One winter night 12 years ago, hundreds of Mizo youth armed with machetes, and a group of Mizoram armed police, attacked her village, torching houses, killing people, raping women.
“They broke into my house, raped me and hacked my husband to death. They threatened us with dire consequences if we did not leave our village,” Tajirung says with tears in her eyes. “The young men and members of the armed forces looted our chickens and pigs and the grain that we had stored. The orgy continued for a fortnight.”
When the family went to lodge a complaint with the police at Kawrthah police station in Mamit district, she says, the officer in charge advised them to leave Mizoram, saying they could be attacked again. “I fled my village with my family that night, with hundreds of neighbours, and took shelter in the jungles of north Tripura district. We got relief material from the Tripura government around five to seven days later.”
Recalling that night of horror, October 15, 1997, A Sawibunga, advisor to the Mizoram Bru Displaced People’s Forum (MBDPF), told visiting journalists that Mizo youth and members of the Mizoram armed police attacked 44 villages in Aizawl and Mamit districts, torching houses, looting cash, belongings and domestic animals.
Nine villagers were shot dead and an unspecified number of women raped and molested on that fateful night.

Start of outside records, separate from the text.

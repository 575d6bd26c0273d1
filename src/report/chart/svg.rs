//! SVG document helpers shared by the chart types

use std::fmt::Write;

/// Fill colors assigned to slices and bars in order.
pub const PALETTE: [&str; 11] = [
    "#4e79a7", "#f28e2b", "#e15759", "#76b7b2", "#59a14f", "#edc948", "#b07aa1", "#ff9da7",
    "#9c755f", "#bab0ac", "#86bcb6",
];

pub fn color_at(index: usize) -> &'static str {
    PALETTE[index % PALETTE.len()]
}

/// Open an SVG document with a white background and an accessible title.
pub fn open_document(output: &mut String, width: f64, height: f64, title: &str) {
    let _ = writeln!(
        output,
        r#"<svg viewBox="0 0 {width} {height}" width="{width}" height="{height}" xmlns="http://www.w3.org/2000/svg" role="img" font-family="sans-serif">"#
    );
    let escaped_title = html_escape(title);
    let _ = writeln!(output, "    <title>{escaped_title}</title>");
    let _ = writeln!(
        output,
        r##"    <rect x="0" y="0" width="{width}" height="{height}" fill="#ffffff"/>"##
    );
    let _ = writeln!(
        output,
        r#"    <text x="{}" y="24" text-anchor="middle" font-size="16" font-weight="bold">{escaped_title}</text>"#,
        width / 2.0
    );
}

/// Placeholder shown when there is nothing to plot.
pub fn write_empty_state(output: &mut String, width: f64, height: f64) {
    let _ = writeln!(
        output,
        r##"    <text x="{}" y="{}" text-anchor="middle" fill="#666666" font-size="14">No data available</text>"##,
        width / 2.0,
        height / 2.0
    );
}

pub fn close_document(output: &mut String) {
    output.push_str("</svg>\n");
}

pub fn html_escape(s: &str) -> String {
    s.replace('&', "&amp;")
        .replace('<', "&lt;")
        .replace('>', "&gt;")
        .replace('"', "&quot;")
        .replace('\'', "&#39;")
}
//! SVG chart sink
//!
//! Writes two standalone SVG files: a pie chart of file counts and a bar
//! chart of total bytes per extension. Files are written rather than shown,
//! so the sink works the same on headless machines.

mod bar;
mod data;
mod pie;
mod svg;

use std::fs;
use std::path::{Path, PathBuf};

use tracing::info;

pub use bar::BarChart;
pub use data::{OTHER_LABEL, Slice, top_by_count, top_by_size};
pub use pie::PieChart;

use super::ReportSink;
use super::config::ChartConfig;
use crate::error::{ReportError, Result};
use crate::scan::ScanResult;

pub const PIE_FILE_NAME: &str = "extension_counts.svg";
pub const BAR_FILE_NAME: &str = "extension_sizes.svg";

/// Renders the pie and bar charts into a directory.
#[derive(Debug, Clone)]
pub struct ChartSink {
    dir: PathBuf,
    config: ChartConfig,
}

impl ChartSink {
    pub fn new(dir: impl Into<PathBuf>, config: ChartConfig) -> Self {
        Self {
            dir: dir.into(),
            config,
        }
    }

    pub fn pie_path(&self) -> PathBuf {
        self.dir.join(PIE_FILE_NAME)
    }

    pub fn bar_path(&self) -> PathBuf {
        self.dir.join(BAR_FILE_NAME)
    }

    pub fn pie_chart(&self, result: &ScanResult) -> PieChart {
        PieChart::new(
            format!("Files by extension (top {})", self.config.top_n),
            top_by_count(result, self.config.top_n),
        )
        .with_size(self.config.width, self.config.height)
    }

    pub fn bar_chart(&self, result: &ScanResult) -> BarChart {
        BarChart::new(
            format!("Total size by extension (top {})", self.config.top_n),
            top_by_size(result, self.config.top_n),
        )
        .with_size(self.config.width, self.config.height)
    }
}

impl ReportSink for ChartSink {
    fn name(&self) -> &'static str {
        "charts"
    }

    fn render(&mut self, result: &ScanResult) -> Result<()> {
        fs::create_dir_all(&self.dir).map_err(|source| ReportError::CreateDir {
            path: self.dir.clone(),
            source,
        })?;

        write_svg(&self.pie_path(), &self.pie_chart(result).render())?;
        write_svg(&self.bar_path(), &self.bar_chart(result).render())?;

        info!("wrote charts to {}", self.dir.display());
        Ok(())
    }
}

fn write_svg(path: &Path, svg: &str) -> Result<()> {
    fs::write(path, svg).map_err(|source| ReportError::WriteFile {
        path: path.to_path_buf(),
        source,
    })
}

#[cfg(test)]
mod tests {
    use super::*;
    use crate::test_utils::TestTree;

    fn wide_result() -> ScanResult {
        let mut result = ScanResult::new();
        for i in 0..14u64 {
            for _ in 0..=i {
                result.record_file(format!(".k{:02}", i), 1000 * (i + 1));
            }
        }
        result
    }

    #[test]
    fn test_chart_sink_writes_both_files() {
        let tree = TestTree::new();
        let out_dir = tree.path().join("charts/nested");
        let mut sink = ChartSink::new(&out_dir, ChartConfig::default());

        sink.render(&wide_result()).unwrap();

        let pie = fs::read_to_string(sink.pie_path()).unwrap();
        let bar = fs::read_to_string(sink.bar_path()).unwrap();
        assert!(pie.contains("other ("));
        assert!(bar.contains("<svg "));
        assert!(!bar.contains(">other</text>"));
    }

    #[test]
    fn test_chart_slices_limited_to_top_n() {
        let sink = ChartSink::new("unused", ChartConfig::default());
        let result = wide_result();

        let pie = sink.pie_chart(&result);
        let bar = sink.bar_chart(&result);

        assert_eq!(pie.slices.len(), 11);
        assert_eq!(pie.slices.last().map(|s| s.label.as_str()), Some(OTHER_LABEL));
        assert_eq!(pie.total(), result.file_count());
        assert_eq!(bar.bars.len(), 10);
        assert_eq!(bar.bars[0].label, ".k13");
    }

    #[test]
    fn test_chart_sink_does_not_mutate_result() {
        let tree = TestTree::new();
        let result = wide_result();
        let before = result.clone();

        ChartSink::new(tree.path(), ChartConfig::default())
            .render(&result)
            .unwrap();

        assert_eq!(result, before);
    }

    #[test]
    fn test_chart_dir_blocked_by_file() {
        let tree = TestTree::new();
        let blocker = tree.add_file("charts", "not a dir");

        let err = ChartSink::new(&blocker, ChartConfig::default())
            .render(&wide_result())
            .unwrap_err();
        assert!(matches!(err, ReportError::CreateDir { .. }));
    }
}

Zonunsanga Meska, a resident of Bhangmun village in Mamit district, witnessed his wife and daughter being raped before his very eyes.
Today, Tajirung lives in an evacuee camp at Naisinghpara in the Kanchanapur sub-division of north Tripura district bordering Mizoram. She is not alone: 37,000 people displaced in the ethnic clashes live in six makeshift camps. The camps are made from bamboo and straw collected from the surrounding forests. Families of five to seven huddle in a single room. Life is miserable: “We shiver in winter, and sweat in summer. There is no electricity in the camp,” says an inmate.
The Mizoram government has apparently agreed to take back 35,000 Bru/Reang refugees sheltered in the camps. The decision was taken at a meeting in Aizawl, on April 31, 2009, between representatives of the Mizoram government, headed by Chief Minister Lalthanhawla, and members of the MBDPF. (A Congress government headed by Lalthanhawla came to power in the state defeating a coalition of the Mizo National Front (MNF)-BJP, headed by Zoramthanaga, in the last assembly elections held simultaneously with the recent general elections.)
Despite this decision, Bru leaders remain sceptical.
“Unless the repatriation starts we are not sure whether we are returning, and we doubt whether the government will abide by all the conditions of the agreement. After all, the government is run by Mizos who treat us like tuikook, meaning ‘insects of water’,” said one refugee leader who preferred to remain anonymous.
According to the president of the Mizo Bru Refugee Committee (MBRC), Bruno Mesha, the trouble started when the Brus (as the Reangs are known) demanded an autonomous district council (ADC), under the sixth schedule, to protect and safeguard their language, culture and ethnic identity. Mesha argues that if the Lais, Maras and Chakmas living in Mizoram are able to enjoy the benefits of tribal district councils, why shouldn’t the Brus? Why should the Brus, who constitute a substantial number and have a distinct culture and ethnic identity, not be recognised? The Mizoram government has ruled out the possibility of a tribal council for the Brus claiming it will lead to the state’s division.
Mesha claims that the names of a number of Reangs were struck off the voter lists before the assembly elections of May 2009 to prove that the Reangs were not original inhabitants of Mizoram.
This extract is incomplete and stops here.